Thank you. Do you know if there are internal connections inside the two pumping port actions, what I mean the two larger ports are for draining, and the smaller ports are for lint filter, if the smaller ports are not used, or left open, would water action flow from the internal larger ports into the smaller ports. I have the four port, and really only need the two port, thus I hope I could still use the pump and just close off the smaller ports. I have attached photo's showing the smaller port blocked...Just don't wish to have a disaster of water flooding the laundry room.
Thanks you for your feedback..Bob
 
Thank you. Do you know if there are internal connections inside the two pumping port actions, what I mean the two larger ports are for draining, and the smaller ports are for lint filter, if the smaller ports are not used, or left open, would water action flow from the internal larger ports into the smaller ports. I have the four port, and really only need the two port, thus I hope I could still use the pump and just close off the smaller ports. I have attached photo's showing the smaller port blocked...Just don't wish to have a disaster of water flooding the laundry room.

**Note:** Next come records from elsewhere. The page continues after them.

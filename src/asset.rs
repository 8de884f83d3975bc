//! The document root: an `<svg>` element aggregating shapes, definitions, a
//! viewbox, namespaces, and extra attributes.
//!
//! Children are owned handles. Adding a child installs a weak back-reference
//! to this document, so the child's own change events bubble into listeners
//! registered here; removing it severs that link. Serialization partitions
//! children by their `store_in_defs` flag: flagged entries render inside one
//! `<defs>` block, the rest render as direct children, each group in
//! insertion order.

use std::cell::RefCell;
use std::rc::Rc;

use smallvec::SmallVec;

use crate::attr::{self, AttrList, AttrsExt, ExtraAttrs};
use crate::change::Dispatch;
use crate::context::SvgContext;
use crate::defs::Definition;
use crate::element::{
    impl_element_api, impl_extra_attr_api, impl_svg_node, rewrite_extra_refs, ElementBase,
    ElementKind, InstanceId, SvgNode,
};
use crate::error::{SvgError, SvgResult};
use crate::geometry::{Geometry, Shape};
use crate::gradient::{Gradient, StopSpec};
use crate::registry::{ElementCell, RegisteredElement};
use crate::viewbox::ViewBox;

/// Namespace every document starts with.
pub const SVG_NAMESPACE: &str = "http://www.w3.org/2000/svg";

// =============================================================================
// GradientSpec
// =============================================================================

/// Input accepted by [`SvgAsset::set_gradient`].
#[derive(Debug, Clone, PartialEq)]
pub enum GradientSpec {
    /// Install this gradient as the document's first gradient.
    Gradient(Gradient),
    /// Restop the first gradient with these colors, creating it if absent.
    Colors(Vec<String>),
    /// Single-color form of `Colors`.
    Color(String),
    /// Clear the gradient. Deliberately unimplemented: see
    /// [`SvgAsset::set_gradient`].
    None,
}

impl From<Gradient> for GradientSpec {
    fn from(gradient: Gradient) -> Self {
        Self::Gradient(gradient)
    }
}

impl From<&str> for GradientSpec {
    fn from(color: &str) -> Self {
        Self::Color(color.to_string())
    }
}

impl From<String> for GradientSpec {
    fn from(color: String) -> Self {
        Self::Color(color)
    }
}

impl<S: Into<String>> From<Vec<S>> for GradientSpec {
    fn from(colors: Vec<S>) -> Self {
        Self::Colors(colors.into_iter().map(Into::into).collect())
    }
}

impl<T: Into<GradientSpec>> From<Option<T>> for GradientSpec {
    fn from(value: Option<T>) -> Self {
        match value {
            Some(spec) => spec.into(),
            None => Self::None,
        }
    }
}

// =============================================================================
// SvgAsset
// =============================================================================

/// Handle to a document.
#[derive(Clone)]
pub struct SvgAsset {
    inner: Rc<RefCell<AssetInner>>,
}

pub(crate) struct AssetInner {
    pub(crate) base: ElementBase,
    pub(crate) view_box: ViewBox,
    shapes: SmallVec<[Shape; 4]>,
    definitions: SmallVec<[Definition; 4]>,
    namespaces: Vec<(String, String)>,
    extra: ExtraAttrs,
}

impl RegisteredElement for AssetInner {
    fn base(&self) -> &ElementBase {
        &self.base
    }

    fn base_mut(&mut self) -> &mut ElementBase {
        &mut self.base
    }

    fn rewrite_references(&mut self, old: &str, new: &str, out: &mut Vec<Dispatch>) -> usize {
        rewrite_extra_refs(&self.base, &mut self.extra, old, new, out)
    }
}
pub(crate) struct GradientInner {
    pub(crate) base: ElementBase,
    radial: bool,
    sharp: bool,
    stops: SmallVec<[Stop; 4]>,
    x1: Option<String>,
    y1: Option<String>,
    x2: Option<String>,
    y2: Option<String>,
    cx: Option<String>,
    cy: Option<String>,
    r: Option<String>,
    fx: Option<String>,
    fy: Option<String>,
    fr: Option<String>,
    gradient_units: Option<String>,
    gradient_transform: Option<String>,
    spread_method: Option<String>,
    extra: ExtraAttrs,
    store_in_defs: bool,
}

impl RegisteredElement for GradientInner {
    fn base(&self) -> &ElementBase {
        &self.base
    }

    fn base_mut(&mut self) -> &mut ElementBase {
        &mut self.base
    }

    fn rewrite_references(&mut self, old: &str, new: &str, out: &mut Vec<Dispatch>) -> usize {
        rewrite_extra_refs(&self.base, &mut self.extra, old, new, out)
    }
}

impl Gradient {
    /// Create a gradient with no stops. Claims `id` when given; a rejected id
    /// is logged and the generated one kept.
    pub fn new(ctx: &SvgContext, id: Option<&str>, radial: bool) -> Self {
        let base = ElementBase::new(ctx, ElementKind::Gradient, id);
        let inner = Rc::new(RefCell::new(GradientInner {
            base,
            radial,
            sharp: false,
            stops: SmallVec::new(),
            x1: None,
            y1: None,
            x2: None,
            y2: None,
            cx: None,
            cy: None,
            r: None,
            fx: None,
            fy: None,
            fr: None,
            gradient_units: None,
            gradient_transform: None,
            spread_method: None,
            extra: ExtraAttrs::new(),
            store_in_defs: true,
        }));
        let cell: ElementCell = inner.clone();
        ctx.register(cell);
        Self { inner }
    }

    /// A linear white-to-black ramp with a generated id.
    pub fn default_ramp(ctx: &SvgContext) -> Self {
        Self::new(ctx, None, false).with_stops(DEFAULT_RAMP)
    }

    /// Set the stop list during construction.
    pub fn with_stops<I, S>(self, stops: I) -> Self
    where
        I: IntoIterator<Item = S>,
        S: Into<StopSpec>,
    {
        {
            let mut inner = self.inner.borrow_mut();
            inner.stops = collect_stops(stops);
        }
        self
    }

    /// Set sharp mode during construction.
    pub fn with_sharp(self, sharp: bool) -> Self {
        self.inner.borrow_mut().sharp = sharp;
        self
    }

    /// Whether this is a radial gradient.
    pub fn radial(&self) -> bool {
        self.inner.borrow().radial
    }

    /// Switch between linear and radial.
    pub fn set_radial(&self, radial: bool) {
        let dispatch = {
            let mut inner = self.inner.borrow_mut();
            if inner.radial == radial {
                return;
            }
            inner.radial = radial;
            inner.base.change("radial", (!radial).into(), radial.into())
        };
        dispatch.run();
    }

    /// Whether sharp (hard-band) rendering is on.
    pub fn sharp(&self) -> bool {
        self.inner.borrow().sharp
    }

    /// Switch sharp (hard-band) rendering.
    pub fn set_sharp(&self, sharp: bool) {
        let dispatch = {
            let mut inner = self.inner.borrow_mut();
            if inner.sharp == sharp {
                return;
            }
            inner.sharp = sharp;
            inner.base.change("sharp", (!sharp).into(), sharp.into())
        };
        dispatch.run();
    }

    /// The markup tag: `linearGradient` or `radialGradient`.
    pub fn tag(&self) -> &'static str {
        if self.inner.borrow().radial {
            "radialGradient"
        } else {
            "linearGradient"
        }
    }

    /// The stop list, in order.
    pub fn stops(&self) -> Vec<Stop> {
        self.inner.borrow().stops.to_vec()
    }

    /// Number of stops.
    pub fn stop_count(&self) -> usize {
        self.inner.borrow().stops.len()
    }

    /// Replace the whole stop list from a flattened mix of inputs, firing a
    /// single `"stops"` change. `None` entries are dropped silently.
    pub fn set_stops<I, S>(&self, stops: I)
    where
        I: IntoIterator<Item = S>,
        S: Into<StopSpec>,
    {
        let new = collect_stops(stops);
        let dispatch = {
            let mut inner = self.inner.borrow_mut();
            if inner.stops == new {
                return;
            }
            let old_len = inner.stops.len();
            inner.stops = new;
            let new_len = inner.stops.len();
            inner.base.change("stops", old_len.into(), new_len.into())
        };
        dispatch.run();
    }

    /// Overwrite the stop at `index`.
    ///
    /// `-1` broadcasts the stop to every existing index; anything below `-1`
    /// is logged and ignored. An index beyond the current length right-pads
    /// the list with default stops first.
    pub fn set_stop(&self, index: isize, spec: impl Into<StopSpec>) {
        let Some(stop) = spec.into().into_stop() else {
            return;
        };
        if index < -1 {
            log::warn!("stop index {index} is out of range");
            return;
        }
        let dispatch = {
            let mut inner = self.inner.borrow_mut();
            let old_len = inner.stops.len();
            if index == -1 {
                if inner.stops.iter().all(|existing| *existing == stop) {
                    return;
                }
                for slot in inner.stops.iter_mut() {
                    *slot = stop.clone();
                }
            } else {
                let index = index as usize;
                if index < old_len && inner.stops[index] == stop {
                    return;
                }
                if index >= old_len {
                    inner.stops.resize(index + 1, Stop::default());
                }
                inner.stops[index] = stop;
            }
            let new_len = inner.stops.len();
            inner.base.change("stops", old_len.into(), new_len.into())
        };
        dispatch.run();
    }

    /// Insert a stop at `index`, shifting later stops.
    ///
    /// `-1` inserts a copy before every existing stop; anything below `-1` is
    /// logged and ignored. An index beyond the current length right-pads with
    /// default stops and appends instead of shifting.
    pub fn insert_stop(&self, index: isize, spec: impl Into<StopSpec>) {
        let Some(stop) = spec.into().into_stop() else {
            return;
        };
        if index < -1 {
            log::warn!("stop index {index} is out of range");
            return;
        }
        let dispatch = {
            let mut inner = self.inner.borrow_mut();
            let old_len = inner.stops.len();
            if index == -1 {
                if old_len == 0 {
                    return;
                }
                for position in (0..old_len).rev() {
                    inner.stops.insert(position, stop.clone());
                }
            } else {
                let index = index as usize;
                if index >= old_len {
                    inner.stops.resize(index, Stop::default());
                    inner.stops.push(stop);
                } else {
                    inner.stops.insert(index, stop);
                }
            }
            let new_len = inner.stops.len();
            inner.base.change("stops", old_len.into(), new_len.into())
        };
        dispatch.run();
    }

    /// Drop every stop, firing a single `"stops"` change.
    pub fn clear_stops(&self) {
        let dispatch = {
            let mut inner = self.inner.borrow_mut();
            if inner.stops.is_empty() {
                return;
            }
            let old_len = inner.stops.len();
            inner.stops.clear();
            inner.base.change("stops", old_len.into(), 0usize.into())
        };
        dispatch.run();
    }

    /// This gradient's attributes, serialized: id, the coordinate set of its
    /// kind, shared gradient attributes, then extra attributes.
    pub fn data(&self) -> String {
        let inner = self.inner.borrow();
        let mut attrs = AttrList::new();
        attrs.push("id", inner.base.id.as_str());
        if inner.radial {
            attrs.push_opt("cx", inner.cx.clone());
            attrs.push_opt("cy", inner.cy.clone());
            attrs.push_opt("r", inner.r.clone());
            attrs.push_opt("fx", inner.fx.clone());
            attrs.push_opt("fy", inner.fy.clone());
            attrs.push_opt("fr", inner.fr.clone());
        } else {
            attrs.push_opt("x1", inner.x1.clone());
            attrs.push_opt("y1", inner.y1.clone());
            attrs.push_opt("x2", inner.x2.clone());
            attrs.push_opt("y2", inner.y2.clone());
        }
        attrs.push_opt("gradientUnits", inner.gradient_units.clone());
        attrs.push_opt("gradientTransform", inner.gradient_transform.clone());
        attrs.push_opt("spreadMethod", inner.spread_method.clone());
        attrs.extend_extra(&inner.extra);
        attrs.render()
    }

    /// Full markup: the gradient tag wrapping one `<stop/>` per entry, or two
    /// per entry in sharp mode.
    ///
    /// Serialization is a pure read; stored `auto` offsets stay `auto`.
    pub fn html(&self) -> Option<String> {
        let inner = self.inner.borrow();
        let tag = if inner.radial {
            "radialGradient"
        } else {
            "linearGradient"
        };
        let mut out = attr::open_tag(tag, &self.data());
        let count = inner.stops.len();
        if inner.sharp {
            for (i, stop) in inner.stops.iter().enumerate() {
                let band_start = i as f64 / count as f64 * 100.0;
                let band_end = (i + 1) as f64 / count as f64 * 100.0;
                push_stop(&mut out, &percent(band_start), stop);
                push_stop(&mut out, &percent(band_end), stop);
            }
        } else {
            for (i, stop) in inner.stops.iter().enumerate() {
                let offset = match &stop.offset {
                    Offset::Auto => percent(auto_offset(i, count)),
                    Offset::Fixed(value) => value.clone(),
                };
                push_stop(&mut out, &offset, stop);
            }
        }
        out.push_str("</");
        out.push_str(tag);
        out.push('>');
        Some(out)
    }
}

impl_element_api!(Gradient);
impl_parent_slot!(Gradient);
impl_extra_attr_api!(Gradient);
impl_defs_routing_api!(Gradient);
impl_svg_node!(Gradient);

fn collect_stops<I, S>(stops: I) -> SmallVec<[Stop; 4]>
where
    I: IntoIterator<Item = S>,
    S: Into<StopSpec>,
{
    stops
        .into_iter()
        .filter_map(|spec| spec.into().into_stop())
        .collect()
}

/// Evenly spaced smooth-mode position: `i/(n-1) * 100`, degenerating to 0
/// for a single stop.
fn auto_offset(i: usize, count: usize) -> f64 {
    if count <= 1 {
        0.0
    } else {
        i as f64 / (count - 1) as f64 * 100.0
    }
}

fn percent(value: f64) -> String {
    format!("{}%", fmt_number(value, MAX_DECIMALS))
}

fn push_stop(out: &mut String, offset: &str, stop: &Stop) {
    let mut attrs = AttrList::new();
    attrs.push("offset", offset);
    attrs.push("stop-color", stop.color.clone());
    attrs.push("stop-opacity", fmt_number(stop.opacity, MAX_DECIMALS));
    out.push_str(&attr::self_closing_tag("stop", &attrs.render()));
}

// =============================================================================
// Coordinate and shared attributes
// =============================================================================

macro_rules! impl_gradient_attrs {
    ($( $field:ident => $attr:literal ),+ $(,)?) => {
        paste::paste! {
            impl Gradient {
                $(
                    #[doc = concat!("The `", $attr, "` attribute value, if set.")]
                    pub fn $field(&self) -> Option<String> {
                        self.inner.borrow().$field.clone()
                    }

                    #[doc = concat!("Set the `", $attr, "` attribute value.")]
                    pub fn [<set_ $field>](&self, value: impl Into<String>) {
                        let value = value.into();
                        let dispatch = {
                            let mut inner = self.inner.borrow_mut();
                            if inner.$field.as_deref() == Some(value.as_str()) {
                                return;
                            }
                            let old = inner.$field.replace(value.clone());
                            inner.base.change($attr, old.into(), value.into())
                        };
                        dispatch.run();
                    }
                )+
            }
        }
    };
}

Thanks you for your feedback..Bob
Why not just return it and get the proper part?

My motto is "Do it right the first time, or don't do it at all"
 
Made a mistake not knowing there was a choice for the same part number, 2 port and 4 port.
Seller does not accept returns.
Thus an attempt to use.
Bob
 
Thank you. Do you know if there are internal connections inside the two pumping port actions, what I mean the two larger ports are for draining, and the smaller ports are for lint filter, if the smaller ports are not used, or left open, would water action flow from the internal larger ports into the smaller ports. I have the four port, and really only need the two port, thus I hope I could still use the pump and just close off the smaller ports. I have attached photo's showing the smaller port blocked...Just don't wish to have a disaster of water flooding the laundry room.
Thanks you for your feedback..Bob
Probably not ... based on point that the intake for the recirculation was a separate hose connection at side of the outer tub (below the lowest fill level), and water would continue to recirculate into the tub during drain until the water level in the tub dropped below that intake port. But I can't 100% say for sure. Perhaps Combo52 can confirm.

Your method of sealing-off the recirculation ports on the pump seems workable. If there's is no connection between the two section, then no concern for leakage anyway. Whirlpool used the same basic method on a later 3-port pump revision that worked on both models with manual-clean recirculating filters and models with self-cleaning (but non-recirculating) comb filters attached under the spin basket. Instead of a separate recirculating lower section, the pump has a small port on one side of the flapper valve housing such that water feeds through it when the valve is positioned for draining (agitate mode). A rubber cap and clamp is provided (pre-mounted, as I recall when working at the local WP dealer) to seal the small port on machines with the self-clean filters. The servicer removed the cap to attach the recirculation hose if required.